Problem statement: Within the data below, find the string "isolated" and return each line where it occurs.
*** Provided material ***
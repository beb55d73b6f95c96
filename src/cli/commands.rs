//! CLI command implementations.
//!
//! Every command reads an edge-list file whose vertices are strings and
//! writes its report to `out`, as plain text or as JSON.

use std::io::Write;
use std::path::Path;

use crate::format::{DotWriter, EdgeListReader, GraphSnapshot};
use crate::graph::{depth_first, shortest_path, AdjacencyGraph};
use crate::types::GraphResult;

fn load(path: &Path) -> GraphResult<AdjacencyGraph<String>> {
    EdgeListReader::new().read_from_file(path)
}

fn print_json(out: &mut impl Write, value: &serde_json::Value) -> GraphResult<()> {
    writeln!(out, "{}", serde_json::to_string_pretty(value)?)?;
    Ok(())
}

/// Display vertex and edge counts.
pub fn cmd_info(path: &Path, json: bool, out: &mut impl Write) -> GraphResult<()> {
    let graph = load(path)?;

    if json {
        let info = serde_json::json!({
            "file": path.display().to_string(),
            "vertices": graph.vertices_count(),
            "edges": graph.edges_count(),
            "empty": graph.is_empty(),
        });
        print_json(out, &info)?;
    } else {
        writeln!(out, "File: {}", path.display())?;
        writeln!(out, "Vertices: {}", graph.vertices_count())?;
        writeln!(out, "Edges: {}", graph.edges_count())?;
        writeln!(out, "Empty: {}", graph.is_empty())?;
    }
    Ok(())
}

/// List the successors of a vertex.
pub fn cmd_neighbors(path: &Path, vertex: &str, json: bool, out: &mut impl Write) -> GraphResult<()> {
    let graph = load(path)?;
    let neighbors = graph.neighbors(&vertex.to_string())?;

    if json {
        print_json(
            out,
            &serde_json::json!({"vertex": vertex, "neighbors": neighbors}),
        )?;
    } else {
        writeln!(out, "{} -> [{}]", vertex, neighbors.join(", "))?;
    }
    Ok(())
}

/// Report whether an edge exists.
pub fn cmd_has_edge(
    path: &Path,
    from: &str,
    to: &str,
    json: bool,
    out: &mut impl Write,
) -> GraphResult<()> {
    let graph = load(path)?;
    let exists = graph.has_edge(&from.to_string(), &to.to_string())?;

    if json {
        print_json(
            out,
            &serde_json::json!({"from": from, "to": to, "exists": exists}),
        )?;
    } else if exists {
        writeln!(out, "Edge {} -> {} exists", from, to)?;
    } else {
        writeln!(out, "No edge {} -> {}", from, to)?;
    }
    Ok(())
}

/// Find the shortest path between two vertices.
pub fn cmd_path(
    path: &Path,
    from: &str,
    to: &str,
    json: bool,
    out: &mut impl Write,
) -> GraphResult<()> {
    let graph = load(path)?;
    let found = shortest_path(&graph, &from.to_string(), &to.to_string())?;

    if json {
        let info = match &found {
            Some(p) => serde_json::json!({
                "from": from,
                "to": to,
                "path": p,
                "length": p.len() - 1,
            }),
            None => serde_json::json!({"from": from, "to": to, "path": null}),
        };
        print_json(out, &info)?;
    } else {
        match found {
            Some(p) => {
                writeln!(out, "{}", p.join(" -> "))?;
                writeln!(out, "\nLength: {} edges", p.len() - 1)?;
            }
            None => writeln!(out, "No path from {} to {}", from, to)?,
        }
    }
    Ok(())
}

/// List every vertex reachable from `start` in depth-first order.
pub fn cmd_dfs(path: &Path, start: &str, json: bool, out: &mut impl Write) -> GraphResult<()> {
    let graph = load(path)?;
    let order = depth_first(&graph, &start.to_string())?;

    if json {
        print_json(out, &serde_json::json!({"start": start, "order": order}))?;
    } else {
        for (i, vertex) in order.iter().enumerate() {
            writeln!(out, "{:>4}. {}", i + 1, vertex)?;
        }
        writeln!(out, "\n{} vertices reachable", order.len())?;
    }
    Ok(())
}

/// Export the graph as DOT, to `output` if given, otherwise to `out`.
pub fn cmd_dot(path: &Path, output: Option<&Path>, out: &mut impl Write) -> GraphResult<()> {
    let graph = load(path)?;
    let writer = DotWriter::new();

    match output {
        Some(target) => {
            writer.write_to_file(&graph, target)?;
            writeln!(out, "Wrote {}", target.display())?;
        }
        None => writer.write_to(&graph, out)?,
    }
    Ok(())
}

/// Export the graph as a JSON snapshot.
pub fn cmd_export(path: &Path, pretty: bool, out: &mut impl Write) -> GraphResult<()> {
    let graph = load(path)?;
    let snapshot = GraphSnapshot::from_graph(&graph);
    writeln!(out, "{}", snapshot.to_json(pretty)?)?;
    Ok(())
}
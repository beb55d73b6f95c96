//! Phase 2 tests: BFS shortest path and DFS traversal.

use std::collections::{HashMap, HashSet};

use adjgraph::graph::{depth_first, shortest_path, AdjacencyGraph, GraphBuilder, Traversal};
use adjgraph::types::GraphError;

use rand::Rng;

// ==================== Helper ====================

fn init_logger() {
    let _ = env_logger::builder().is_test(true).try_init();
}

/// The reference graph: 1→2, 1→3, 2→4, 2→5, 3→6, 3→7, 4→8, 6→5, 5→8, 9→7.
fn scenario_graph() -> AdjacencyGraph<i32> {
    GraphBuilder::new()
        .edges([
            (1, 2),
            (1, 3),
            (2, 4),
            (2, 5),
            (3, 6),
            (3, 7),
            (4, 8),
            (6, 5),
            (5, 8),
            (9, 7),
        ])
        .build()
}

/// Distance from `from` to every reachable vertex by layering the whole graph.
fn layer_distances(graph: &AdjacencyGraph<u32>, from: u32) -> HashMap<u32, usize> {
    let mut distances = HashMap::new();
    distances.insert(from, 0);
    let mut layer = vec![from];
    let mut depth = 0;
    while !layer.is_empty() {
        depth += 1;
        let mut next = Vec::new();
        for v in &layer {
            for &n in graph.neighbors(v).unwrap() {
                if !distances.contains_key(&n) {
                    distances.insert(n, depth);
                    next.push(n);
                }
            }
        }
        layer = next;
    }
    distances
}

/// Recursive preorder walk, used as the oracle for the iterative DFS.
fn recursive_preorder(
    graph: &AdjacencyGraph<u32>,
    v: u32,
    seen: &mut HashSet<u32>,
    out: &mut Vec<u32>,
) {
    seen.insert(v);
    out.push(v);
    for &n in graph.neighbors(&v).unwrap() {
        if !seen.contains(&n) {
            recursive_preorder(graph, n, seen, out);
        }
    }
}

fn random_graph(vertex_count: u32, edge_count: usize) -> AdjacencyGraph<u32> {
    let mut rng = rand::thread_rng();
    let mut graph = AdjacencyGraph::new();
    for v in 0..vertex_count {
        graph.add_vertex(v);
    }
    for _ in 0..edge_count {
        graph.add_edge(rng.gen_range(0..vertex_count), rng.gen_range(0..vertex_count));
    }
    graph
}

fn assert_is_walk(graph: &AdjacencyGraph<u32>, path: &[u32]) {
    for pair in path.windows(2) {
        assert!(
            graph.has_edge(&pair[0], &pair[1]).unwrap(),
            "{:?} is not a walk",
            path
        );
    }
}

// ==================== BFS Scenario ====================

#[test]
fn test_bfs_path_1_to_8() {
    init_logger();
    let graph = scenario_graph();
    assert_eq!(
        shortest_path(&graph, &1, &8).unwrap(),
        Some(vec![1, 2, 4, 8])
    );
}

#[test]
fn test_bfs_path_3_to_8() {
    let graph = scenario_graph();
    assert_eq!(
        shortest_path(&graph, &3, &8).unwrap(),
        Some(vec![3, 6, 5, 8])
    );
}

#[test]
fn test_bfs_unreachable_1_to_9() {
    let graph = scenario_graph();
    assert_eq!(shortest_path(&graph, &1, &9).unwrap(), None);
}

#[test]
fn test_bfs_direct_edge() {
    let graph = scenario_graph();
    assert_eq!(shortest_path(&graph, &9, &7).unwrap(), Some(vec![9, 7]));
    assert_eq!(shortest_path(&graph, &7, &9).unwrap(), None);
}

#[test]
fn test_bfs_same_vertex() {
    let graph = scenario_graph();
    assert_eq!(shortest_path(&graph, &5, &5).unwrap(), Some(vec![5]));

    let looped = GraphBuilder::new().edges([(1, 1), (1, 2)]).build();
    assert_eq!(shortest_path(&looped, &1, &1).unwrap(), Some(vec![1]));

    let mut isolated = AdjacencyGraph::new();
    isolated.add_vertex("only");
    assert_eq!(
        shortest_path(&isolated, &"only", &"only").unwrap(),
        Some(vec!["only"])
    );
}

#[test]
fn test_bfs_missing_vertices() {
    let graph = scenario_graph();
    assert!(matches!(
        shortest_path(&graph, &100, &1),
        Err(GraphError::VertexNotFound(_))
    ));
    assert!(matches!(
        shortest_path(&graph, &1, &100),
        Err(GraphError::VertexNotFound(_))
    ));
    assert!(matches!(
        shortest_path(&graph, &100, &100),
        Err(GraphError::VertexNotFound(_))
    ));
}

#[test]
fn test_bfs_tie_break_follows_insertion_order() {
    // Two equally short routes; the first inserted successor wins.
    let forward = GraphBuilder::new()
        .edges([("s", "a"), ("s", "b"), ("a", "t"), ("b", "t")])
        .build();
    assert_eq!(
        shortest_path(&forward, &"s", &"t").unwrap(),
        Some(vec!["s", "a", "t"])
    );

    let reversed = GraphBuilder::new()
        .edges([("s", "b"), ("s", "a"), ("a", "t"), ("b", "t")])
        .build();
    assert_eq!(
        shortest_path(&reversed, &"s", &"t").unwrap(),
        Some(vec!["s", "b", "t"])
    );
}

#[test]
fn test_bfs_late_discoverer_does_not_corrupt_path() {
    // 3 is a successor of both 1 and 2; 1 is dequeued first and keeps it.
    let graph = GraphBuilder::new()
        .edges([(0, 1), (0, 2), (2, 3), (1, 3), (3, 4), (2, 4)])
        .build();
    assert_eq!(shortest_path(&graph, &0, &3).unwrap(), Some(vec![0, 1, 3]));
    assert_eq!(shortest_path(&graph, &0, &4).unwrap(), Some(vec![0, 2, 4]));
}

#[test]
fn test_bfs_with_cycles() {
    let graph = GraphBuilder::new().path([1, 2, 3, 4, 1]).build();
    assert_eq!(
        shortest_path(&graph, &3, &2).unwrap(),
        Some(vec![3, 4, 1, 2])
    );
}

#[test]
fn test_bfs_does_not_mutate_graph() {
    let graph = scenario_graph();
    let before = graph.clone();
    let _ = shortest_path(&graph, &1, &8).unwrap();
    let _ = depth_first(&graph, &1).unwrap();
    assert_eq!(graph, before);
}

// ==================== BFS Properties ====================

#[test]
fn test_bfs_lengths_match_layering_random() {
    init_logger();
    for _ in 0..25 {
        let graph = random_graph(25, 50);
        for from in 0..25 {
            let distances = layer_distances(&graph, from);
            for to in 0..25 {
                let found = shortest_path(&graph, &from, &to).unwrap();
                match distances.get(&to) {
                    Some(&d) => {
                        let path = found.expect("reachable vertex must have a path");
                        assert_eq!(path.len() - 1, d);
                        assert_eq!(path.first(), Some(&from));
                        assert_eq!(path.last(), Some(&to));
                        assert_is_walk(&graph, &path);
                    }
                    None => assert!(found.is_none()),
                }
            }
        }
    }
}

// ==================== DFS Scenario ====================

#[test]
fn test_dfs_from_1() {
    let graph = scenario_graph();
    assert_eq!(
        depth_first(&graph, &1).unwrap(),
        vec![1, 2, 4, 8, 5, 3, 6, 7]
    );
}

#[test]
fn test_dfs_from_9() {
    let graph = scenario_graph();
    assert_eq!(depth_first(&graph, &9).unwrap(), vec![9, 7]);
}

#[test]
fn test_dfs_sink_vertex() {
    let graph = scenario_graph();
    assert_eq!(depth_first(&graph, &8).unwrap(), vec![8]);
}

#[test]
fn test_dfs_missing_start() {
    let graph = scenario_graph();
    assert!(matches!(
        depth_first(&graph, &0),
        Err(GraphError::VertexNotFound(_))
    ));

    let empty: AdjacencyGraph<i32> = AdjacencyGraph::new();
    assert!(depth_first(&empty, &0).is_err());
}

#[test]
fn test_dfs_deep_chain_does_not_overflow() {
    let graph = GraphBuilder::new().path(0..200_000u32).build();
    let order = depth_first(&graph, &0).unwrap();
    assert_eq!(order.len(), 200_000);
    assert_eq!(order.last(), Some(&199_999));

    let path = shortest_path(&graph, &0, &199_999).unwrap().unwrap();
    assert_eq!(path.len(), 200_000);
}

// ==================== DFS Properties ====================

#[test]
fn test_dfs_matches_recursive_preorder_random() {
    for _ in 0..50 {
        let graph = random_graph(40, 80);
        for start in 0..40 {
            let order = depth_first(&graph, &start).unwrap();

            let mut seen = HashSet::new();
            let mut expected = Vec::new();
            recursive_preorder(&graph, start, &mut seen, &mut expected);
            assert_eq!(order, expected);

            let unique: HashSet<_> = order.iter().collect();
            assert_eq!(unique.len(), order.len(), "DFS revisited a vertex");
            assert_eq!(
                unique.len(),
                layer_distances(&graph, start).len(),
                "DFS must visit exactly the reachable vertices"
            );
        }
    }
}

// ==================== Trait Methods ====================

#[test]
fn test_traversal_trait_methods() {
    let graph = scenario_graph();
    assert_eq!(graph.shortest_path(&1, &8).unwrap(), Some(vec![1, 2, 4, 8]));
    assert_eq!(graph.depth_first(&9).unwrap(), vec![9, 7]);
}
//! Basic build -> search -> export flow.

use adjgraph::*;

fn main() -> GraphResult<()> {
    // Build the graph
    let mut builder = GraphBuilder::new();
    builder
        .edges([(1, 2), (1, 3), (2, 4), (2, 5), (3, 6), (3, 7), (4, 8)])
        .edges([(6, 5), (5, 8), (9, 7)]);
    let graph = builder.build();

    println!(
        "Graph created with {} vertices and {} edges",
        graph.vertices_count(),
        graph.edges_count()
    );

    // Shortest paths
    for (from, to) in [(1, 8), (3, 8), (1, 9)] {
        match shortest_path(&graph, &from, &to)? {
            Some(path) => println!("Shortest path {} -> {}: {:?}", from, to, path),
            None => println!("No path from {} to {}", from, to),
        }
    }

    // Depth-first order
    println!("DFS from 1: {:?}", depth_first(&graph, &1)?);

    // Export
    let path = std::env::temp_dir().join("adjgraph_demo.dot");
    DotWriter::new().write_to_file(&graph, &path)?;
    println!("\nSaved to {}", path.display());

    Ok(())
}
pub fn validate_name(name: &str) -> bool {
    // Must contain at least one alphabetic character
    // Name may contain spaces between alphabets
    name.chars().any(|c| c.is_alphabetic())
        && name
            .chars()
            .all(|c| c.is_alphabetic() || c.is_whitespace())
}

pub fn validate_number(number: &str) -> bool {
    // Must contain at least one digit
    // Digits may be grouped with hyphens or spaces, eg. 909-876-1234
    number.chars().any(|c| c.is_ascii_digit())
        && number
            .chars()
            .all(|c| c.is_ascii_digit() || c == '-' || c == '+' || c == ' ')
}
***
Task answer:
    let mut isolated = AdjacencyGraph::new();
    isolated.add_vertex("only");
        shortest_path(&isolated, &"only", &"only").unwrap(),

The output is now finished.